> **What to do**
From the records below, set down exactly the lines starting with the line that contains "pub struct ChainConfig" and going on through the line that contains "thresholds and caps.". Nothing else is wanted.

> **Records provided**
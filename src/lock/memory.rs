use super::{AdvisoryLease, AdvisoryLockStore};
use crate::error::LockStoreError;
use async_trait::async_trait;
use dashmap::DashMap;
use std::sync::Arc;
use tokio::sync::{Mutex, OwnedMutexGuard};

/// [`AdvisoryLockStore`] implementation in-memory. Used for testing and single instance setups.
#[derive(Debug, Clone, Default)]
pub struct InMemoryLockStore {
    locks: Arc<DashMap<i64, Arc<Mutex<()>>>>,
}

impl InMemoryLockStore {
    /// Returns whether the lock for `key` is currently held.
    pub fn is_locked(&self, key: i64) -> bool {
        self.locks.get(&key).is_some_and(|lock| lock.try_lock().is_err())
    }
}

#[async_trait]
impl AdvisoryLockStore for InMemoryLockStore {
    async fn acquire(&self, key: i64) -> Result<Box<dyn AdvisoryLease>, LockStoreError> {
        let lock = self.locks.entry(key).or_default().clone();
        let guard = lock.lock_owned().await;
        Ok(Box::new(InMemoryLease { key, _guard: guard }))
    }
}

#[derive(Debug)]
struct InMemoryLease {
    key: i64,
    _guard: OwnedMutexGuard<()>,
}

#[async_trait]
impl AdvisoryLease for InMemoryLease {
    fn key(&self) -> i64 {
        self.key
    }

    async fn release(self: Box<Self>) -> Result<(), LockStoreError> {
        Ok(())
    }
}
use crate::error::LockStoreError;
use async_trait::async_trait;
use std::fmt::Debug;

/// A backend for named exclusive locks shared between relay instances.
#[async_trait]
pub trait AdvisoryLockStore: Debug + Send + Sync {
    /// Waits for the lock identified by `key` and returns a lease holding it.
    async fn acquire(&self, key: i64) -> Result<Box<dyn AdvisoryLease>, LockStoreError>;
}

/// A held advisory lock.
#[async_trait]
pub trait AdvisoryLease: Debug + Send {
    /// The key of the held lock.
    fn key(&self) -> i64;

    /// Releases the lock.
    async fn release(self: Box<Self>) -> Result<(), LockStoreError>;
}
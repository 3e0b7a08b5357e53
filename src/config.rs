//! Relay configuration.
use crate::constants::{
    BACKOFF_BASE, BACKOFF_CAP, BACKOFF_JITTER, DEFAULT_BALANCE_CHECK_INTERVAL,
    DEFAULT_MAX_GAS_LIMIT, DEFAULT_MAX_QUEUE_TIME, DEFAULT_MAX_SEND_ATTEMPTS,
    DEFAULT_POLICY_TOPUP_TIMEOUT, DEFAULT_RECEIPT_TIMEOUT, GAS_ESTIMATE_MULTIPLIER_PERCENT,
    QUEUE_EXECUTION_TIMEOUT, QUEUE_RETENTION, QUEUE_TICK_INTERVAL, RELAYER_SAFETY_BUFFER,
};
use alloy::primitives::{U256, map::HashMap, uint};
use alloy_chains::Chain;
use eyre::{Context, bail};
use serde::{Deserialize, Serialize};
use std::{fmt, net::SocketAddr, path::Path, time::Duration};
use url::Url;

/// Relay configuration.
#[derive(Debug, Default, Clone, Serialize, Deserialize)]
pub struct RelayConfig {
    /// Chain configurations.
    #[serde(with = "crate::serde::hash_map")]
    pub chains: HashMap<Chain, ChainConfig>,
    /// Relayer send behaviour shared by all chains.
    #[serde(default)]
    pub relayer: RelayerConfig,
    /// Funding policy configuration.
    #[serde(default)]
    pub policy: PolicyConfig,
    /// Execution queue configuration.
    #[serde(default)]
    pub queue: QueueConfig,
    /// Metrics configuration.
    #[serde(default)]
    pub metrics: MetricsConfig,
    /// Database URL of the advisory lock backend.
    ///
    /// Sends are only serialized within this process if unset.
    #[serde(default, skip_serializing_if = "Option::is_none")]
    pub database_url: Option<String>,
    /// Secrets.
    #[serde(skip_serializing, default)]
    pub secrets: SecretsConfig,
}

impl RelayConfig {
    /// Adds a chain.
    pub fn with_chain(mut self, chain: Chain, config: ChainConfig) -> Self {
        self.chains.insert(chain, config);
        self
    }

    /// Sets the keys of a chain.
    pub fn with_chain_secrets(mut self, chain: Chain, secrets: ChainSecrets) -> Self {
        self.secrets.chains.insert(chain, secrets);
        self
    }

    /// Sets the relayer configuration.
    pub fn with_relayer_config(mut self, relayer: RelayerConfig) -> Self {
        self.relayer = relayer;
        self
    }

    /// Sets the policy configuration.
    pub fn with_policy_config(mut self, policy: PolicyConfig) -> Self {
        self.policy = policy;
        self
    }

    /// Sets the queue configuration.
    pub fn with_queue_config(mut self, queue: QueueConfig) -> Self {
        self.queue = queue;
        self
    }

    /// Sets the database URL.
    pub fn with_database_url(mut self, database_url: Option<String>) -> Self {
        self.database_url = database_url;
        self
    }

    /// Sets the metrics exporter address.
    pub fn with_metrics_address(mut self, address: Option<SocketAddr>) -> Self {
        self.metrics.address = address;
        self
    }

    /// Enables or disables the wallet-paid fallback.
    pub fn with_wallet_fallback(mut self, enabled: bool) -> Self {
        self.policy.wallet_fallback_enabled = enabled;
        self
    }

    /// Enables or disables gas drips on every configured chain.
    pub fn with_gas_drip(mut self, enabled: bool) -> Self {
        for chain in self.chains.values_mut() {
            chain.gas_drip.enabled = enabled;
        }
        self
    }

    /// Applies overrides from the process environment.
    ///
    /// See [`RelayConfig::with_overrides`] for the recognized variables.
    pub fn with_env_overrides(self) -> eyre::Result<Self> {
        self.with_overrides(|name| std::env::var(name).ok())
    }

    /// Applies overrides read through `lookup`.
    ///
    /// Recognized variables:
    /// - `RELAY_DB_URL`
    /// - `GAS_DRIP_ENABLED`, `WALLET_FALLBACK_ENABLED`
    /// - `RPC_URL_<CHAIN_ID>`, `RELAYER_PRIVATE_KEY_<CHAIN_ID>`, `FUNDING_PRIVATE_KEY_<CHAIN_ID>`
    pub fn with_overrides(
        mut self,
        lookup: impl Fn(&str) -> Option<String>,
    ) -> eyre::Result<Self> {
        if let Some(url) = lookup("RELAY_DB_URL") {
            self.database_url = Some(url);
        }
        if let Some(value) = lookup("GAS_DRIP_ENABLED") {
            self = self.with_gas_drip(parse_flag("GAS_DRIP_ENABLED", &value)?);
        }
        if let Some(value) = lookup("WALLET_FALLBACK_ENABLED") {
            self.policy.wallet_fallback_enabled = parse_flag("WALLET_FALLBACK_ENABLED", &value)?;
        }

        for (chain, config) in self.chains.iter_mut() {
            let id = chain.id();
            if let Some(endpoint) = lookup(&format!("RPC_URL_{id}")) {
                config.endpoint = endpoint
                    .parse()
                    .wrap_err_with(|| format!("invalid RPC_URL_{id}: {endpoint}"))?;
            }

            let relayer_key = lookup(&format!("RELAYER_PRIVATE_KEY_{id}"));
            let funding_key = lookup(&format!("FUNDING_PRIVATE_KEY_{id}"));
            if relayer_key.is_none() && funding_key.is_none() {
                continue;
            }

            match self.secrets.chains.get_mut(chain) {
                Some(secrets) => {
                    if let Some(key) = relayer_key {
                        secrets.relayer_key = key;
                    }
                    if funding_key.is_some() {
                        secrets.funding_key = funding_key;
                    }
                }
                None => {
                    let Some(relayer_key) = relayer_key else {
                        bail!("FUNDING_PRIVATE_KEY_{id} is set but chain {chain} has no relayer key")
                    };
                    self.secrets.chains.insert(*chain, ChainSecrets { relayer_key, funding_key });
                }
            }
        }

        Ok(self)
    }

    /// Load from a YAML file.
    pub fn load_from_file<P: AsRef<Path>>(path: P) -> eyre::Result<Self> {
        let path = path.as_ref();
        let file = std::fs::File::open(path)
            .wrap_err_with(|| format!("failed to read config file: {}", path.display()))?;
        let config = serde_yaml::from_reader(&file)
            .wrap_err_with(|| format!("failed to parse config file: {}", path.display()))?;
        Ok(config)
    }

    /// Save to a YAML file.
    pub fn save_to_file<P: AsRef<Path>>(&self, path: P) -> eyre::Result<()> {
        let content = serde_yaml::to_string(self)?;
        std::fs::write(path, content)?;
        Ok(())
    }
}

fn parse_flag(name: &str, value: &str) -> eyre::Result<bool> {
    match value.trim().to_ascii_lowercase().as_str() {
        "1" | "true" | "yes" | "on" => Ok(true),
        "0" | "false" | "no" | "off" => Ok(false),
        other => bail!("invalid boolean for {name}: {other}"),
    }
}

/// Chain configuration for individual chains.
#[derive(Debug, Clone, PartialEq, Eq, Serialize, Deserialize)]
pub struct ChainConfig {
    /// The RPC endpoint of the chain.
    pub endpoint: Url,
    /// Balance thresholds of the relayer.
    #[serde(default)]
    pub relayer: RelayerBalanceConfig,
    /// Relayer top-up settings.
    #[serde(default)]
    pub topup: TopUpConfig,
    /// Gas drip settings.
    #[serde(default)]
    pub gas_drip: GasDripConfig,
}

impl ChainConfig {
    /// Creates a chain configuration with default thresholds and caps.
    pub fn new(endpoint: Url) -> Self {
        Self {
            endpoint,
            relayer: Default::default(),
            topup: Default::default(),
            gas_drip: Default::default(),
        }
    }
}

/// Balance thresholds of a relayer.
///
/// The relayer may execute while it holds at least `min_balance`. Top-ups refill it to
/// `target_balance`. Below the minimum but above `operational_floor`, execution is still admitted.
#[derive(Debug, Clone, PartialEq, Eq, Serialize, Deserialize)]
#[serde(default)]
pub struct RelayerBalanceConfig {
    /// Minimum balance to execute.
    #[serde(with = "crate::serde::ether")]
    pub min_balance: U256,
    /// Balance that top-ups refill to.
    #[serde(with = "crate::serde::ether")]
    pub target_balance: U256,
    /// Balance that still admits execution. Zero disables the floor.
    #[serde(with = "crate::serde::ether")]
    pub operational_floor: U256,
    /// Upper bound of the gas limit of relayed transactions.
    pub max_gas_limit: u64,
}

impl Default for RelayerBalanceConfig {
    fn default() -> Self {
        Self {
            // 0.01 ETH
            min_balance: uint!(10_000_000_000_000_000_U256),
            // 0.05 ETH
            target_balance: uint!(50_000_000_000_000_000_U256),
            // 0.003 ETH
            operational_floor: uint!(3_000_000_000_000_000_U256),
            max_gas_limit: DEFAULT_MAX_GAS_LIMIT,
        }
    }
}

/// Relayer top-up settings.
#[derive(Debug, Clone, PartialEq, Eq, Serialize, Deserialize)]
#[serde(default)]
pub struct TopUpConfig {
    /// Whether the funding wallet tops up the relayer.
    pub enabled: bool,
    /// Maximum number of top-ups in any trailing hour.
    pub max_per_hour: u32,
    /// Maximum amount topped up in any trailing hour.
    #[serde(with = "crate::serde::ether::option", skip_serializing_if = "Option::is_none")]
    pub max_hourly_amount: Option<U256>,
    /// Maximum amount topped up per UTC day.
    #[serde(with = "crate::serde::ether")]
    pub max_daily_amount: U256,
    /// How long to wait for a top-up transfer to be included.
    #[serde(with = "crate::serde::duration")]
    pub receipt_timeout: Duration,
    /// Interval of the relayer balance monitor. Zero disables the monitor.
    #[serde(with = "crate::serde::duration")]
    pub balance_check_interval: Duration,
}

impl Default for TopUpConfig {
    fn default() -> Self {
        Self {
            enabled: true,
            max_per_hour: 6,
            max_hourly_amount: None,
            // 0.5 ETH
            max_daily_amount: uint!(500_000_000_000_000_000_U256),
            receipt_timeout: DEFAULT_RECEIPT_TIMEOUT,
            balance_check_interval: DEFAULT_BALANCE_CHECK_INTERVAL,
        }
    }
}

/// Settings for sponsoring gas of user wallets.
#[derive(Debug, Clone, PartialEq, Eq, Serialize, Deserialize)]
#[serde(default)]
pub struct GasDripConfig {
    /// Whether drips are sponsored.
    pub enabled: bool,
    /// Default amount of a drip.
    #[serde(with = "crate::serde::ether")]
    pub amount: U256,
    /// Maximum number of drips in any trailing hour.
    pub max_per_hour: u32,
    /// Maximum number of drips a single address receives per UTC day.
    pub max_per_address_per_day: u32,
    /// Maximum amount dripped per UTC day.
    #[serde(with = "crate::serde::ether")]
    pub max_daily_amount: U256,
}

impl Default for GasDripConfig {
    fn default() -> Self {
        Self {
            enabled: false,
            // 0.002 ETH
            amount: uint!(2_000_000_000_000_000_U256),
            max_per_hour: 20,
            max_per_address_per_day: 1,
            // 0.1 ETH
            max_daily_amount: uint!(100_000_000_000_000_000_U256),
        }
    }
}

/// Send behaviour of the relayers.
#[derive(Debug, Clone, PartialEq, Eq, Serialize, Deserialize)]
#[serde(default)]
pub struct RelayerConfig {
    /// Attempts per relayed send.
    pub max_attempts: u32,
    /// Percentage applied to gas estimates.
    pub gas_multiplier_percent: u64,
    /// Amount held back on top of gas cost and value.
    #[serde(with = "crate::serde::ether")]
    pub safety_buffer: U256,
    /// Base delay of the retry backoff.
    #[serde(with = "crate::serde::duration::millis")]
    pub backoff_base: Duration,
    /// Cap of the exponential part of the retry backoff.
    #[serde(with = "crate::serde::duration::millis")]
    pub backoff_cap: Duration,
    /// Maximum random jitter added to each backoff.
    #[serde(with = "crate::serde::duration::millis")]
    pub backoff_jitter: Duration,
}

impl Default for RelayerConfig {
    fn default() -> Self {
        Self {
            max_attempts: DEFAULT_MAX_SEND_ATTEMPTS,
            gas_multiplier_percent: GAS_ESTIMATE_MULTIPLIER_PERCENT,
            safety_buffer: RELAYER_SAFETY_BUFFER,
            backoff_base: BACKOFF_BASE,
            backoff_cap: BACKOFF_CAP,
            backoff_jitter: BACKOFF_JITTER,
        }
    }
}

/// Funding policy configuration.
#[derive(Debug, Clone, PartialEq, Eq, Serialize, Deserialize)]
#[serde(default)]
pub struct PolicyConfig {
    /// Whether users may pay gas from their own wallets when the relayer cannot.
    pub wallet_fallback_enabled: bool,
    /// Balance a user wallet needs to pay for its own execution.
    #[serde(with = "crate::serde::ether")]
    pub min_user_gas: U256,
    /// Default bound of a synchronous top-up requested through the policy.
    #[serde(with = "crate::serde::duration::millis")]
    pub topup_timeout: Duration,
}

impl Default for PolicyConfig {
    fn default() -> Self {
        Self {
            wallet_fallback_enabled: true,
            // 0.001 ETH
            min_user_gas: uint!(1_000_000_000_000_000_U256),
            topup_timeout: DEFAULT_POLICY_TOPUP_TIMEOUT,
        }
    }
}

/// Execution queue configuration.
#[derive(Debug, Clone, PartialEq, Eq, Serialize, Deserialize)]
#[serde(default)]
pub struct QueueConfig {
    /// Interval between queue ticks.
    #[serde(with = "crate::serde::duration::millis")]
    pub tick_interval: Duration,
    /// Bound of a single execution attempt.
    #[serde(with = "crate::serde::duration")]
    pub execution_timeout: Duration,
    /// Default lifetime of a queued item.
    #[serde(with = "crate::serde::duration")]
    pub default_max_queue: Duration,
    /// How long terminal items stay pollable.
    #[serde(with = "crate::serde::duration")]
    pub retention: Duration,
}

impl Default for QueueConfig {
    fn default() -> Self {
        Self {
            tick_interval: QUEUE_TICK_INTERVAL,
            execution_timeout: QUEUE_EXECUTION_TIMEOUT,
            default_max_queue: DEFAULT_MAX_QUEUE_TIME,
            retention: QUEUE_RETENTION,
        }
    }
}

/// Metrics configuration.
#[derive(Debug, Clone, Default, PartialEq, Eq, Serialize, Deserialize)]
pub struct MetricsConfig {
    /// Address to serve Prometheus metrics on. Metrics are not exported if unset.
    #[serde(default, skip_serializing_if = "Option::is_none")]
    pub address: Option<SocketAddr>,
}

/// Secrets (kept out of serialized output).
#[derive(Debug, Clone, Default, Deserialize)]
pub struct SecretsConfig {
    /// Keys per chain.
    #[serde(default, deserialize_with = "crate::serde::hash_map::deserialize")]
    pub chains: HashMap<Chain, ChainSecrets>,
}

/// Keys of a chain. Each is either a hex private key or an AWS KMS key id.
#[derive(Clone, PartialEq, Eq, Deserialize)]
pub struct ChainSecrets {
    /// Key of the relaying identity.
    pub relayer_key: String,
    /// Key of the funding wallet. Top-ups and drips are disabled without it.
    #[serde(default)]
    pub funding_key: Option<String>,
}

impl fmt::Debug for ChainSecrets {
    fn fmt(&self, f: &mut fmt::Formatter<'_>) -> fmt::Result {
        f.debug_struct("ChainSecrets")
            .field("relayer_key", &"<redacted>")
            .field("funding_key", &self.funding_key.as_ref().map(|_| "<redacted>"))
            .finish()
    }
}
use crate::environment::{CHAIN, Environment, EnvironmentConfig, milli_ether};
use alloy::primitives::{Address, U256};
use execution_relay::policy::{
    ExecutionMode, FundingPolicyRequest, FundingReason, FundingRecoveryMode, RecommendedAction,
};
use std::time::Duration;

async fn underfunded_relayer() -> eyre::Result<Environment> {
    Environment::setup_with(EnvironmentConfig::default().with_relayer_balance(U256::ZERO)).await
}

#[tokio::test(flavor = "multi_thread")]
async fn relays_when_relayer_holds_its_minimum() -> eyre::Result<()> {
    let env = Environment::setup().await?;

    let result = env.relay.execution_funding_policy(FundingPolicyRequest::new(CHAIN)).await?;

    assert_eq!(result.mode, ExecutionMode::Relayed);
    assert_eq!(result.reason, FundingReason::RelayerOk);
    assert_eq!(result.recommended_action, RecommendedAction::ProceedRelayed);
    assert_eq!(result.relayer_balance, milli_ether(1_000));
    assert!(!result.did_topup);
    assert_eq!(env.relay.last_recovery_mode().unwrap().mode, FundingRecoveryMode::Relayed);

    Ok(())
}

#[tokio::test(flavor = "multi_thread")]
async fn relays_above_operational_floor() -> eyre::Result<()> {
    let env =
        Environment::setup_with(EnvironmentConfig::default().with_relayer_balance(milli_ether(5)))
            .await?;

    let result = env.relay.execution_funding_policy(FundingPolicyRequest::new(CHAIN)).await?;

    assert_eq!(result.mode, ExecutionMode::Relayed);
    assert_eq!(result.reason, FundingReason::RelayerOperational);

    let status = env.relay.get_relayer_status(CHAIN).await?;
    assert!(!status.ok_to_execute);
    assert!(status.operational);

    Ok(())
}

#[tokio::test(flavor = "multi_thread")]
async fn waits_for_synchronous_topup() -> eyre::Result<()> {
    let env = Environment::setup_with(
        EnvironmentConfig::default()
            .with_relayer_balance(U256::ZERO)
            .with_funding_balance(milli_ether(1_000)),
    )
    .await?;

    let result = env
        .relay
        .execution_funding_policy(
            FundingPolicyRequest::new(CHAIN)
                .with_sync_topup(Some(Duration::from_secs(5)), "test_checkout"),
        )
        .await?;

    assert_eq!(result.mode, ExecutionMode::RelayedAfterTopup);
    assert_eq!(result.reason, FundingReason::RelayerTopupOk);
    assert!(result.did_topup);
    assert!(result.topup_tx_hash.is_some());
    assert_eq!(result.relayer_balance, milli_ether(50));
    assert_eq!(env.relay.get_relayer_status(CHAIN).await?.balance, milli_ether(50));

    Ok(())
}

/// Scenario B: the relayer cannot pay and the user wallet can.
#[tokio::test(flavor = "multi_thread")]
async fn falls_back_to_user_wallet() -> eyre::Result<()> {
    let env = underfunded_relayer().await?;
    let user = env.user(milli_ether(10));

    let result = env
        .relay
        .execution_funding_policy(FundingPolicyRequest::new(CHAIN).with_user_address(user.to_string()))
        .await?;

    assert_eq!(result.mode, ExecutionMode::UserPaidRequired);
    assert_eq!(result.reason, FundingReason::UserHasGas);
    assert_eq!(result.recommended_action, RecommendedAction::ContinueWithWallet);
    assert_eq!(result.user_balance, Some(milli_ether(10)));
    assert_eq!(env.relay.last_recovery_mode().unwrap().mode, FundingRecoveryMode::UserPaysGas);

    let json = serde_json::to_value(&result)?;
    assert_eq!(json["mode"], "user_paid_required");
    assert_eq!(json["reasonCode"], "USER_HAS_GAS");
    assert_eq!(json["recommendedAction"], "continue_with_wallet");
    assert!(json["userBalance"].as_str().is_some_and(|balance| balance.starts_with("0.01")));

    Ok(())
}

/// Scenario C: neither the relayer nor the user can pay.
#[tokio::test(flavor = "multi_thread")]
async fn blocks_when_nobody_can_pay() -> eyre::Result<()> {
    let env = underfunded_relayer().await?;
    let user = env.user(U256::ZERO);

    let result = env
        .relay
        .execution_funding_policy(FundingPolicyRequest::new(CHAIN).with_user_address(user.to_string()))
        .await?;

    assert_eq!(result.mode, ExecutionMode::BlockedNeedsGas);
    assert_eq!(result.reason, FundingReason::UserWalletUnderfunded);
    assert_eq!(result.recommended_action, RecommendedAction::TopUpGas);
    assert!(result.sponsor_eligible.is_none());

    Ok(())
}

#[tokio::test(flavor = "multi_thread")]
async fn offers_gas_drip_to_underfunded_users() -> eyre::Result<()> {
    let env = Environment::setup_with(
        EnvironmentConfig::default()
            .with_relayer_balance(U256::ZERO)
            .with_funding_balance(milli_ether(1_000))
            .with_chain(|chain| {
                chain.gas_drip.enabled = true;
                chain.topup.enabled = false;
            }),
    )
    .await?;
    let user = env.user(U256::ZERO);

    let result = env
        .relay
        .execution_funding_policy(FundingPolicyRequest::new(CHAIN).with_user_address(user.to_string()))
        .await?;

    assert_eq!(result.mode, ExecutionMode::BlockedNeedsGas);
    assert_eq!(result.reason, FundingReason::SponsorDripAvailable);
    assert_eq!(result.sponsor_eligible, Some(true));
    assert_eq!(result.sponsor_reason.as_deref(), Some("eligible"));

    Ok(())
}

#[tokio::test(flavor = "multi_thread")]
async fn asks_for_a_wallet() -> eyre::Result<()> {
    let env = underfunded_relayer().await?;

    for request in [
        FundingPolicyRequest::new(CHAIN),
        FundingPolicyRequest::new(CHAIN).with_user_address("not an address"),
        FundingPolicyRequest::new(CHAIN).with_user_address(Address::ZERO.to_string()),
    ] {
        let result = env.relay.execution_funding_policy(request).await?;
        assert_eq!(result.reason, FundingReason::MissingUserAddress);
        assert_eq!(result.recommended_action, RecommendedAction::ConnectWallet);
    }

    Ok(())
}

#[tokio::test(flavor = "multi_thread")]
async fn retries_later_when_wallet_fallback_is_disabled() -> eyre::Result<()> {
    let env = Environment::setup_with(
        EnvironmentConfig::default()
            .with_relayer_balance(U256::ZERO)
            .with_policy(|policy| policy.wallet_fallback_enabled = false),
    )
    .await?;
    let user = env.user(milli_ether(10));

    let result = env
        .relay
        .execution_funding_policy(FundingPolicyRequest::new(CHAIN).with_user_address(user.to_string()))
        .await?;

    assert_eq!(result.reason, FundingReason::UserPaysDisabled);
    assert_eq!(result.recommended_action, RecommendedAction::RetryLater);
    assert!(result.user_balance.is_none());

    Ok(())
}

#[tokio::test(flavor = "multi_thread")]
async fn retries_later_when_user_balance_is_unreadable() -> eyre::Result<()> {
    let env = underfunded_relayer().await?;
    let user = env.user(milli_ether(10));
    env.fake.fail_balance_reads(user);

    let result = env
        .relay
        .execution_funding_policy(FundingPolicyRequest::new(CHAIN).with_user_address(user.to_string()))
        .await?;

    assert_eq!(result.reason, FundingReason::UserBalanceCheckFailed);
    assert_eq!(result.recommended_action, RecommendedAction::RetryLater);

    Ok(())
}

#[tokio::test(flavor = "multi_thread")]
async fn rejects_unknown_chains() -> eyre::Result<()> {
    let env = Environment::setup().await?;

    let result = env
        .relay
        .execution_funding_policy(FundingPolicyRequest::new(alloy_chains::Chain::from_id(999_999)))
        .await;

    assert!(result.is_err());

    Ok(())
}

> **Expected answer**
pub struct ChainConfig {
    /// The RPC endpoint of the chain.
    pub endpoint: Url,
    /// Balance thresholds of the relayer.
    #[serde(default)]
    pub relayer: RelayerBalanceConfig,
    /// Relayer top-up settings.
    #[serde(default)]
    pub topup: TopUpConfig,
    /// Gas drip settings.
    #[serde(default)]
    pub gas_drip: GasDripConfig,
}

impl ChainConfig {
    /// Creates a chain configuration with default thresholds and caps.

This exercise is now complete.